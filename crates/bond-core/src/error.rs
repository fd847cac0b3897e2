//! Error types for the bonding protocol.
//!
//! Every failure is synchronous and leaves state untouched: validation always
//! runs before the first write.
use thiserror::Error;

/// Rejected arguments (zero address, zero amount, time in the future, ...).
#[derive(Error, Debug, Clone, PartialEq, Eq)]
pub enum InputError {
    #[error("zero address")] ZeroAddress,
    #[error("zero amount")] ZeroAmount,
    #[error("unlock time {unlock_time} is not after {now}")] UnlockTimeInPast { unlock_time: u64, now: u64 },
    #[error("unlock time {unlock_time} exceeds max {max}")] UnlockTimeTooFar { unlock_time: u64, max: u64 },
    #[error("lock duration {duration}s below minimum {min}s")] LockTooShort { duration: u64, min: u64 },
    #[error("epoch {epoch} is in the future (current {current})")] FutureEpoch { epoch: u64, current: u64 },
    #[error("block {block} is in the future (current {current})")] FutureBlock { block: u64, current: u64 },
}

/// Operation not allowed in the current state.
#[derive(Error, Debug, Clone, PartialEq, Eq)]
pub enum StateError {
    #[error("no lock for account")] NoLock,
    #[error("lock already exists")] LockExists,
    #[error("lock expired at {end}")] LockExpired { end: u64 },
    #[error("lock not expired until {end}")] LockNotExpired { end: u64 },
    #[error("unlock time {requested} not after current {current}")] UnlockTimeNotIncreased { requested: u64, current: u64 },
    #[error("rewards already claimed for epoch {epoch}")] AlreadyClaimed { epoch: u64 },
    #[error("nothing to claim for epoch {epoch}")] NothingToClaim { epoch: u64 },
    #[error("no rewards can be claimed during the first epoch")] FirstEpochClaim,
    #[error("paused")] Paused,
    #[error("not paused")] NotPaused,
    #[error("already paused")] AlreadyPaused,
    #[error("{account} lacks role {role}")] Unauthorized { account: String, role: String },
}

/// Privileged configuration outside its documented range.
#[derive(Error, Debug, Clone, PartialEq, Eq)]
pub enum ConfigError {
    #[error("lower bound {value} outside [{min}, {max}]")] LowerBoundOutOfRange { value: u64, min: u64, max: u64 },
    #[error("epoch length {0}s too short")] InvalidEpochLength(u64),
    #[error("config: {0}")] Load(String),
}

#[derive(Error, Debug, Clone, PartialEq, Eq)]
pub enum UtilizationError {
    /// All three active-epoch pointers are at or after the queried epoch.
    #[error("utilization baseline untrackable for epoch {epoch}")] Untrackable { epoch: u64 },
}

#[derive(Error, Debug, Clone, PartialEq, Eq)]
pub enum ArithmeticError {
    #[error("arithmetic overflow")] Overflow,
}

#[derive(Error, Debug, Clone, PartialEq, Eq)]
pub enum BondError {
    #[error(transparent)] Input(#[from] InputError),
    #[error(transparent)] State(#[from] StateError),
    #[error(transparent)] Config(#[from] ConfigError),
    #[error(transparent)] Utilization(#[from] UtilizationError),
    #[error(transparent)] Arithmetic(#[from] ArithmeticError),
}

pub type BondResult<T> = Result<T, BondError>;
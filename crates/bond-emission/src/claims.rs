//! Write-once claim records per (account, epoch) and per-epoch totals.

use std::collections::HashMap;

use bond_core::error::{ArithmeticError, BondResult, StateError};
use bond_core::types::Address;

#[derive(Debug, Clone, Default)]
pub struct ClaimBook {
    claimed: HashMap<(Address, u64), u128>,
    totals: HashMap<u64, u128>,
}

impl ClaimBook {
    pub fn new() -> Self {
        Self::default()
    }

    /// Fails with `AlreadyClaimed` if `account` already claimed `epoch`.
    pub fn ensure_unclaimed(&self, account: &Address, epoch: u64) -> Result<(), StateError> {
        if self.has_claimed(account, epoch) {
            return Err(StateError::AlreadyClaimed { epoch });
        }
        Ok(())
    }

    /// Record a claim and add it to the epoch total. A zero `amount` still
    /// marks the epoch as claimed.
    pub fn record(&mut self, account: Address, epoch: u64, amount: u128) -> BondResult<()> {
        self.ensure_unclaimed(&account, epoch)?;
        let total = self
            .total_claimed(epoch)
            .checked_add(amount)
            .ok_or(ArithmeticError::Overflow)?;
        self.claimed.insert((account, epoch), amount);
        self.totals.insert(epoch, total);
        Ok(())
    }

    pub fn has_claimed(&self, account: &Address, epoch: u64) -> bool {
        self.claimed.contains_key(&(*account, epoch))
    }

    pub fn user_claimed(&self, account: &Address, epoch: u64) -> u128 {
        self.claimed.get(&(*account, epoch)).copied().unwrap_or(0)
    }

    pub fn total_claimed(&self, epoch: u64) -> u128 {
        self.totals.get(&epoch).copied().unwrap_or(0)
    }
}
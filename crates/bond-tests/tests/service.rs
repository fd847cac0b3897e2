//! End-to-end tests through the service layer.
//!
//! Each test loads a configuration from a temporary TOML file, drives the
//! service with a manual clock and observes the broadcast notifications.

use std::io::Write;
use std::sync::Arc;

use bond_core::access::Role;
use bond_core::constants::TOKEN;
use bond_core::error::{BondError, StateError};
use bond_core::events::{BondingEvent, BoundKind};
use bond_core::traits::MemoryRewardSink;
use bond_core::types::Address;
use bond_emission::UtilizationLedger;
use bond_service::{BondingService, ManualClock, ServiceConfig};
use bond_tests::helpers::*;

const ADMIN: &str = "0xadadadadadadadadadadadadadadadadadadadad";

fn load_config(extra: &str) -> (ServiceConfig, tempfile::NamedTempFile) {
    let mut file = tempfile::Builder::new().suffix(".toml").tempfile().unwrap();
    writeln!(file, "admin = \"{ADMIN}\"\nepoch_start = {START}\nepoch_length_secs = {EPOCH}\n{extra}").unwrap();
    let config = ServiceConfig::load_with_env(Some(file.path()), Some(Default::default())).unwrap();
    (config, file)
}

struct Node {
    service: BondingService,
    clock: Arc<ManualClock>,
    utilization: Arc<UtilizationLedger>,
    sink: Arc<MemoryRewardSink>,
}

fn node(extra: &str) -> Node {
    let (config, _file) = load_config(extra);
    let clock = Arc::new(ManualClock::new(stamp(START)));
    let utilization = Arc::new(UtilizationLedger::new());
    let sink = Arc::new(MemoryRewardSink::new());
    let service =
        BondingService::from_config(&config, clock.clone(), utilization.clone(), sink.clone()).unwrap();
    Node { service, clock, utilization, sink }
}

#[test]
fn system_clock_from_config_drives_service() {
    let (config, _file) = load_config("block_time_secs = 6");
    let clock = Arc::new(config.system_clock());
    assert_eq!(clock.block_time_secs(), 6);
    let service = BondingService::from_config(
        &config,
        clock.clone(),
        Arc::new(UtilizationLedger::new()),
        Arc::new(MemoryRewardSink::new()),
    )
    .unwrap();

    let now = service.now();
    assert!(now.timestamp >= clock.genesis().timestamp);
    service.create_lock(&account(1), 10 * TOKEN, max_unlock(now.timestamp)).unwrap();
    assert!(service.balance_of(&account(1)) > 0);
    assert!(service.total_supply() > 0);
}

#[test]
fn logging_initialises_once_from_config() {
    let (config, _file) = load_config("log_level = \"debug\"\nlog_format = \"json\"");
    assert!(config.init_logging().is_ok());
    assert!(config.init_logging().is_err());
}

#[test]
fn config_admin_is_fixture_admin() {
    let parsed: Address = ADMIN.parse().unwrap();
    assert_eq!(parsed, admin());
}

#[tokio::test]
async fn lifecycle_emits_notifications() {
    let n = node("");
    let mut rx = n.service.subscribe();
    let alice = account(1);

    n.service.create_lock(&alice, 1_000 * TOKEN, max_unlock(START)).unwrap();
    n.clock.set(stamp(epoch_ts(1, 60)));
    let receipt = n.service.claim_rewards(&alice, &account(2)).unwrap();
    assert_eq!(receipt.amount, 1_000_000 * TOKEN);
    assert_eq!(n.sink.balance_of(&account(2)), receipt.amount);

    match rx.recv().await.unwrap() {
        BondingEvent::LockCreated { account, amount, .. } => {
            assert_eq!(account, alice);
            assert_eq!(amount, 1_000 * TOKEN);
        }
        other => panic!("unexpected event {other:?}"),
    }
    assert_eq!(
        rx.recv().await.unwrap(),
        BondingEvent::RewardsClaimed { account: alice, recipient: account(2), epoch: 0, amount: receipt.amount }
    );
}

#[test]
fn emission_schedule_comes_from_config() {
    let n = node("emissions_per_epoch_tokens = 500\nreduction_cliff = 1\nreduction_bps = 5000");
    n.service.create_lock(&account(1), TOKEN, max_unlock(START)).unwrap();
    n.clock.set(stamp(epoch_ts(1, 0)));
    assert_eq!(n.service.emissions_for_epoch(0).unwrap(), 500 * TOKEN);
    // Epoch 1 is a bootstrap epoch: full ratio, budget halved once.
    assert_eq!(n.service.emissions_for_epoch(1).unwrap(), 250 * TOKEN);
}

#[test]
fn roles_and_bounds_through_service() {
    let n = node("");
    let admin = admin();
    let mut rx = n.service.subscribe();
    let controller = account(7);

    assert!(matches!(
        n.service.update_system_lower_bound(&controller, 4_500),
        Err(BondError::State(StateError::Unauthorized { .. }))
    ));
    assert!(n.service.grant_role(&admin, Role::Controller, controller).unwrap());
    n.service.update_system_lower_bound(&controller, 4_500).unwrap();
    assert_eq!(n.service.read(|e, _| e.epoch_config().system_lower_bound()), 4_500);

    assert_eq!(rx.try_recv().unwrap(), BondingEvent::RoleGranted { role: Role::Controller, account: controller });
    assert_eq!(rx.try_recv().unwrap(), BondingEvent::LowerBoundUpdated { kind: BoundKind::System, value: 4_500 });
}

#[test]
fn block_queries_through_service() {
    let n = node("");
    let alice = account(1);
    n.service.create_lock(&alice, 100 * TOKEN, START + 10 * WEEK).unwrap();
    n.clock.set(stamp(START + 2 * WEEK));
    n.service.checkpoint().unwrap();
    n.clock.set(stamp(START + 3 * WEEK));

    // Block timestamps are interpolated, so allow a minute of drift.
    let block = stamp(START + WEEK).block;
    let by_block = n.service.balance_of_at_block(&alice, block).unwrap();
    let upper = n.service.read(|e, _| e.ledger().balance_of_at(&alice, START + WEEK - 60));
    let lower = n.service.read(|e, _| e.ledger().balance_of_at(&alice, START + WEEK + 60));
    assert!(lower <= by_block && by_block <= upper);
    assert_eq!(n.service.total_supply_at_block(block).unwrap(), by_block);
    assert!(n.service.balance_of_at_block(&alice, stamp(START + 4 * WEEK).block).is_err());
}

#[test]
fn utilization_feeds_claims_end_to_end() {
    let n = node("");
    let alice = account(1);
    n.service.create_lock(&alice, 50 * TOKEN, max_unlock(START)).unwrap();

    n.clock.set(stamp(epoch_ts(2, 0)));
    let r1 = n.service.claim_rewards(&alice, &alice).unwrap();
    n.utilization.record_utilization(&alice, 2, r1.amount as i128 / 2).unwrap();

    n.clock.set(stamp(epoch_ts(3, 0)));
    let info = n.service.user_info(&alice).unwrap();
    assert_eq!(info.personal_utilization, r1.amount as i128 / 2);
    assert!(info.eligible_rewards < info.max_rewards);
    let r2 = n.service.claim_rewards(&alice, &alice).unwrap();
    assert_eq!(r2.amount, info.eligible_rewards);
    // Half of the target: halfway between the default bounds and full.
    assert_eq!(r2.personal_ratio, 3_000 + 7_000 / 2);
    assert_eq!(n.service.user_current_claimable_rewards(&alice).unwrap(), 0);
}
//! Voting-escrow ledger of time-locked deposits.
//!
//! Each account holds at most one [`Lock`]. A lock of `amount` ending at `end`
//! contributes a bonded balance that decays linearly to zero at `end`:
//! `slope = amount / MAX_LOCK_SECS`, `bias = slope * (end - now)`.
//!
//! The global bonded supply is the sum of all those lines. It is maintained
//! without iterating accounts: the ledger keeps a running global line plus a
//! [`SlopeSchedule`] of slopes that stop decaying at future period boundaries.
//! Every mutation first calls [`replay_pending`] to walk the global line from
//! its last checkpoint to "now" one lock period at a time, applying each
//! scheduled reduction, and only then applies its own delta. Skipping a single
//! boundary leaves a stale slope in the global line, which keeps draining
//! after the locks behind it have ended and eventually drives supply queries
//! negative.
//!
//! All arithmetic is integer-only; lines use `i128` and are clamped at zero.

use std::collections::HashMap;

use tracing::{debug, info};

use bond_core::constants::{BLOCK_SLOPE_MULTIPLIER, DEFAULT_EPOCH_LENGTH_SECS, LOCK_PERIOD_SECS, MAX_LOCK_SECS};
use bond_core::error::{ArithmeticError, BondResult, InputError, StateError};
use bond_core::types::{align_to_period, Address, BlockStamp, Lock, Point};

use crate::checkpoint::CheckpointHistory;
use crate::schedule::SlopeSchedule;

/// Tunables of the escrow ledger.
#[derive(Debug, Clone, Copy, PartialEq, Eq)]
pub struct LedgerParams {
    /// Shortest aligned lock duration accepted by `create_lock`.
    pub min_lock_secs: u64,
}

impl Default for LedgerParams {
    fn default() -> Self {
        Self { min_lock_secs: DEFAULT_EPOCH_LENGTH_SECS }
    }
}

/// Result of walking the global line forward to a target stamp.
#[derive(Debug, Clone, PartialEq, Eq)]
pub struct Replay {
    /// One checkpoint per lock-period boundary crossed strictly before the target.
    pub crossed: Vec<Point>,
    /// The global line at the target stamp.
    pub current: Point,
}

/// Walk the global line from `last` to `now`, applying every scheduled slope
/// reduction on the way.
///
/// Steps one lock period at a time with no iteration cap. Block numbers of
/// intermediate checkpoints are interpolated linearly between `last` and `now`.
pub fn replay_pending(last: Point, now: BlockStamp, schedule: &SlopeSchedule) -> Replay {
    let target_ts = now.timestamp.max(last.ts);
    let target_blk = now.block.max(last.blk);

    let block_slope: i128 = if target_ts > last.ts {
        BLOCK_SLOPE_MULTIPLIER * (target_blk - last.blk) as i128 / (target_ts - last.ts) as i128
    } else {
        0
    };

    let mut point = last;
    let mut crossed = Vec::new();
    let mut t_i = align_to_period(last.ts);

    loop {
        t_i = t_i.saturating_add(LOCK_PERIOD_SECS);
        let mut d_slope = 0;
        if t_i > target_ts {
            t_i = target_ts;
        } else {
            d_slope = schedule.scheduled(t_i);
        }

        point.bias -= point.slope * (t_i - point.ts) as i128;
        point.slope -= d_slope;
        point.bias = point.bias.max(0);
        point.slope = point.slope.max(0);
        point.ts = t_i;
        point.blk = last.blk + (block_slope * (t_i - last.ts) as i128 / BLOCK_SLOPE_MULTIPLIER) as u64;

        if t_i == target_ts {
            point.blk = target_blk;
            break;
        }
        crossed.push(point);
    }

    if !crossed.is_empty() {
        debug!(boundaries = crossed.len(), to = target_ts, "replayed pending slope changes");
    }

    Replay { crossed, current: point }
}

/// Evaluate the global line at `t >= point.ts` without mutating anything.
///
/// Only boundaries carrying a scheduled reduction change the slope, so the
/// walk visits those alone and stops once the slope is exhausted.
pub fn supply_at(point: Point, t: u64, schedule: &SlopeSchedule) -> u128 {
    if t <= point.ts {
        return point.value_at(point.ts);
    }
    let mut p = point;
    for (boundary, d_slope) in schedule.pending_between(p.ts, t - 1) {
        if p.slope <= 0 {
            break;
        }
        p.bias = p.bias.saturating_sub(p.slope.saturating_mul((boundary - p.ts) as i128));
        p.slope = (p.slope - d_slope).max(0);
        p.ts = boundary;
    }
    p.value_at(t)
}

/// Per-account line for `lock` written at `now`. Zero for ended locks.
fn account_point(lock: &Lock, now: BlockStamp) -> BondResult<Point> {
    let mut point = Point::zero_at(now);
    if lock.end > now.timestamp && lock.amount > 0 {
        let amount = i128::try_from(lock.amount).map_err(|_| ArithmeticError::Overflow)?;
        point.slope = amount / MAX_LOCK_SECS as i128;
        point.bias = point
            .slope
            .checked_mul((lock.end - now.timestamp) as i128)
            .ok_or(ArithmeticError::Overflow)?;
    }
    Ok(point)
}

/// The escrow ledger: locks, checkpoint histories and the slope schedule.
#[derive(Debug, Clone)]
pub struct EscrowLedger {
    params: LedgerParams,
    locks: HashMap<Address, Lock>,
    global: CheckpointHistory,
    accounts: HashMap<Address, CheckpointHistory>,
    schedule: SlopeSchedule,
    total_locked: u128,
}

impl EscrowLedger {
    /// Create an empty ledger whose global line starts at `genesis`.
    pub fn new(genesis: BlockStamp, params: LedgerParams) -> Self {
        Self {
            params,
            locks: HashMap::new(),
            global: CheckpointHistory::starting_at(Point::zero_at(genesis)),
            accounts: HashMap::new(),
            schedule: SlopeSchedule::new(),
            total_locked: 0,
        }
    }

    pub fn params(&self) -> LedgerParams {
        self.params
    }

    // --- mutations ---

    /// Lock `amount` for `account` until `unlock_time` (rounded down to the
    /// lock period).
    pub fn create_lock(&mut self, account: &Address, amount: u128, unlock_time: u64, now: BlockStamp) -> BondResult<Lock> {
        account.ensure_nonzero()?;
        if amount == 0 {
            return Err(InputError::ZeroAmount.into());
        }
        let old = self.locked(account);
        if old.amount > 0 {
            return Err(StateError::LockExists.into());
        }
        let end = self.validate_unlock_time(unlock_time, now)?;
        let duration = end - now.timestamp;
        if duration < self.params.min_lock_secs {
            return Err(InputError::LockTooShort { duration, min: self.params.min_lock_secs }.into());
        }
        let total_locked = self.total_locked.checked_add(amount).ok_or(ArithmeticError::Overflow)?;

        let new = Lock { amount, end };
        self.write_checkpoint(Some((account, &old, &new)), now)?;
        self.locks.insert(*account, new);
        self.total_locked = total_locked;

        info!(%account, amount, end, "lock created");
        Ok(new)
    }

    /// Add `amount` to `account`'s active lock without changing its end.
    pub fn increase_amount(&mut self, account: &Address, amount: u128, now: BlockStamp) -> BondResult<Lock> {
        self.deposit_for(account, account, amount, now)
    }

    /// Add `amount` funded by `funder` to `account`'s active lock.
    pub fn deposit_for(&mut self, funder: &Address, account: &Address, amount: u128, now: BlockStamp) -> BondResult<Lock> {
        funder.ensure_nonzero()?;
        account.ensure_nonzero()?;
        if amount == 0 {
            return Err(InputError::ZeroAmount.into());
        }
        let old = self.active_lock(account, now)?;
        let new_amount = old.amount.checked_add(amount).ok_or(ArithmeticError::Overflow)?;
        let total_locked = self.total_locked.checked_add(amount).ok_or(ArithmeticError::Overflow)?;

        let new = Lock { amount: new_amount, end: old.end };
        self.write_checkpoint(Some((account, &old, &new)), now)?;
        self.locks.insert(*account, new);
        self.total_locked = total_locked;

        info!(%account, %funder, amount, total = new_amount, "lock amount increased");
        Ok(new)
    }

    /// Move `account`'s unlock time later.
    pub fn increase_unlock_time(&mut self, account: &Address, new_unlock_time: u64, now: BlockStamp) -> BondResult<Lock> {
        account.ensure_nonzero()?;
        let old = self.active_lock(account, now)?;
        let end = align_to_period(new_unlock_time);
        if end <= old.end {
            return Err(StateError::UnlockTimeNotIncreased { requested: end, current: old.end }.into());
        }
        let end = self.validate_unlock_time(new_unlock_time, now)?;

        let new = Lock { amount: old.amount, end };
        self.write_checkpoint(Some((account, &old, &new)), now)?;
        self.locks.insert(*account, new);

        info!(%account, end, "unlock time increased");
        Ok(new)
    }

    /// Release an expired lock, returning the withdrawn amount.
    pub fn withdraw(&mut self, account: &Address, now: BlockStamp) -> BondResult<u128> {
        account.ensure_nonzero()?;
        let old = self.locked(account);
        if old.amount == 0 {
            return Err(StateError::NoLock.into());
        }
        if now.timestamp < old.end {
            return Err(StateError::LockNotExpired { end: old.end }.into());
        }
        let total_locked = self.total_locked.checked_sub(old.amount).ok_or(ArithmeticError::Overflow)?;

        let new = Lock::default();
        self.write_checkpoint(Some((account, &old, &new)), now)?;
        self.locks.remove(account);
        self.total_locked = total_locked;

        info!(%account, amount = old.amount, "lock withdrawn");
        Ok(old.amount)
    }

    /// Record the global line at `now` with no account change.
    pub fn checkpoint(&mut self, now: BlockStamp) -> BondResult<()> {
        self.write_checkpoint(None, now)
    }

    // --- queries ---

    pub fn locked(&self, account: &Address) -> Lock {
        self.locks.get(account).copied().unwrap_or_default()
    }

    pub fn locked_end(&self, account: &Address) -> u64 {
        self.locked(account).end
    }

    pub fn total_locked(&self) -> u128 {
        self.total_locked
    }

    /// Bonded balance of `account` at `now`.
    pub fn balance_of(&self, account: &Address, now: BlockStamp) -> u128 {
        self.balance_of_at(account, now.timestamp)
    }

    /// Bonded balance of `account` at timestamp `t`.
    pub fn balance_of_at(&self, account: &Address, t: u64) -> u128 {
        self.accounts
            .get(account)
            .map_or(0, |history| history.value_at_timestamp(t))
    }

    /// Total bonded supply at `now`.
    pub fn total_supply(&self, now: BlockStamp) -> u128 {
        self.total_supply_at(now.timestamp)
    }

    /// Total bonded supply at timestamp `t`.
    pub fn total_supply_at(&self, t: u64) -> u128 {
        self.global
            .point_at_timestamp(t)
            .map_or(0, |point| supply_at(*point, t, &self.schedule))
    }

    /// Bonded balance of `account` as of block `block`.
    pub fn balance_of_at_block(&self, account: &Address, block: u64, now: BlockStamp) -> BondResult<u128> {
        let Some(block_time) = self.block_to_timestamp(block, now)? else {
            return Ok(0);
        };
        let point = self.accounts.get(account).and_then(|h| h.point_at_block(block));
        Ok(point.map_or(0, |p| p.value_at(block_time)))
    }

    /// Total bonded supply as of block `block`.
    pub fn total_supply_at_block(&self, block: u64, now: BlockStamp) -> BondResult<u128> {
        let Some(block_time) = self.block_to_timestamp(block, now)? else {
            return Ok(0);
        };
        Ok(self
            .global
            .point_at_block(block)
            .map_or(0, |point| supply_at(*point, block_time, &self.schedule)))
    }

    /// Slope of `account`'s most recent checkpoint.
    pub fn last_user_slope(&self, account: &Address) -> i128 {
        self.accounts
            .get(account)
            .and_then(CheckpointHistory::last)
            .map_or(0, |p| p.slope)
    }

    pub fn user_point(&self, account: &Address, index: usize) -> Option<Point> {
        self.accounts.get(account).and_then(|h| h.get(index)).copied()
    }

    pub fn user_point_count(&self, account: &Address) -> usize {
        self.accounts.get(account).map_or(0, CheckpointHistory::len)
    }

    pub fn global_point(&self, index: usize) -> Option<Point> {
        self.global.get(index).copied()
    }

    pub fn global_point_count(&self) -> usize {
        self.global.len()
    }

    /// Slope reduction pending at boundary `t`.
    pub fn scheduled_slope_change(&self, t: u64) -> i128 {
        self.schedule.scheduled(t)
    }

    // --- internals ---

    fn active_lock(&self, account: &Address, now: BlockStamp) -> BondResult<Lock> {
        let lock = self.locked(account);
        if lock.amount == 0 {
            return Err(StateError::NoLock.into());
        }
        if lock.end <= now.timestamp {
            return Err(StateError::LockExpired { end: lock.end }.into());
        }
        Ok(lock)
    }

    fn validate_unlock_time(&self, unlock_time: u64, now: BlockStamp) -> BondResult<u64> {
        let end = align_to_period(unlock_time);
        if end <= now.timestamp {
            return Err(InputError::UnlockTimeInPast { unlock_time: end, now: now.timestamp }.into());
        }
        let max = now.timestamp.saturating_add(MAX_LOCK_SECS);
        if end > max {
            return Err(InputError::UnlockTimeTooFar { unlock_time: end, max }.into());
        }
        Ok(end)
    }

    /// Interpolate the timestamp of `block` from the bracketing global
    /// checkpoints (or the last checkpoint and `now`).
    fn block_to_timestamp(&self, block: u64, now: BlockStamp) -> BondResult<Option<u64>> {
        if block > now.block {
            return Err(InputError::FutureBlock { block, current: now.block }.into());
        }
        let Some(index) = self.global.find_by_block(block) else {
            return Ok(None);
        };
        let Some(p0) = self.global.get(index) else {
            return Ok(None);
        };
        let (d_block, d_t) = match self.global.get(index + 1) {
            Some(p1) => (p1.blk - p0.blk, p1.ts - p0.ts),
            None => (now.block.saturating_sub(p0.blk), now.timestamp.saturating_sub(p0.ts)),
        };
        let mut block_time = p0.ts;
        if d_block != 0 {
            let offset = (d_t as u128 * (block - p0.blk) as u128 / d_block as u128) as u64;
            block_time += offset;
        }
        Ok(Some(block_time))
    }

    /// Bring the global line up to `now`, then apply one account's change.
    ///
    /// All fallible work happens before the first write.
    fn write_checkpoint(&mut self, change: Option<(&Address, &Lock, &Lock)>, now: BlockStamp) -> BondResult<()> {
        let account_points = match change {
            Some((_, old, new)) => Some((account_point(old, now)?, account_point(new, now)?)),
            None => None,
        };

        let last = self.global.last().copied().unwrap_or_else(|| Point::zero_at(now));
        let replay = replay_pending(last, now, &self.schedule);
        let mut point = replay.current;

        if let Some((u_old, u_new)) = account_points {
            point.slope = (point.slope + u_new.slope - u_old.slope).max(0);
            point.bias = (point.bias + u_new.bias - u_old.bias).max(0);
        }

        for crossed in replay.crossed {
            self.global.push(crossed);
        }
        self.global.push(point);

        if let (Some((account, old, new)), Some((u_old, u_new))) = (change, account_points) {
            if old.end > now.timestamp {
                self.schedule.unschedule(old.end, u_old.slope);
            }
            if new.end > now.timestamp {
                self.schedule.schedule(new.end, u_new.slope);
            }
            self.accounts.entry(*account).or_default().push(u_new);
        }
        Ok(())
    }
}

- Exercise brief
As the answer, set down only the lines from the data above between the one holding "filename crates/bond-emission/src/claims.rs" and the one holding "self.ensure_unclaimed(&account, epoch)?;", inclusive, exactly as they read.

- Result
filename crates/bond-emission/src/claims.rs
//! Write-once claim records per (account, epoch) and per-epoch totals.

use std::collections::HashMap;

use bond_core::error::{ArithmeticError, BondResult, StateError};
use bond_core::types::Address;

#[derive(Debug, Clone, Default)]
pub struct ClaimBook {
    claimed: HashMap<(Address, u64), u128>,
    totals: HashMap<u64, u128>,
}

impl ClaimBook {
    pub fn new() -> Self {
        Self::default()
    }

    /// Fails with `AlreadyClaimed` if `account` already claimed `epoch`.
    pub fn ensure_unclaimed(&self, account: &Address, epoch: u64) -> Result<(), StateError> {
        if self.has_claimed(account, epoch) {
            return Err(StateError::AlreadyClaimed { epoch });
        }
        Ok(())
    }

    /// Record a claim and add it to the epoch total. A zero `amount` still
    /// marks the epoch as claimed.
    pub fn record(&mut self, account: Address, epoch: u64, amount: u128) -> BondResult<()> {
        self.ensure_unclaimed(&account, epoch)?;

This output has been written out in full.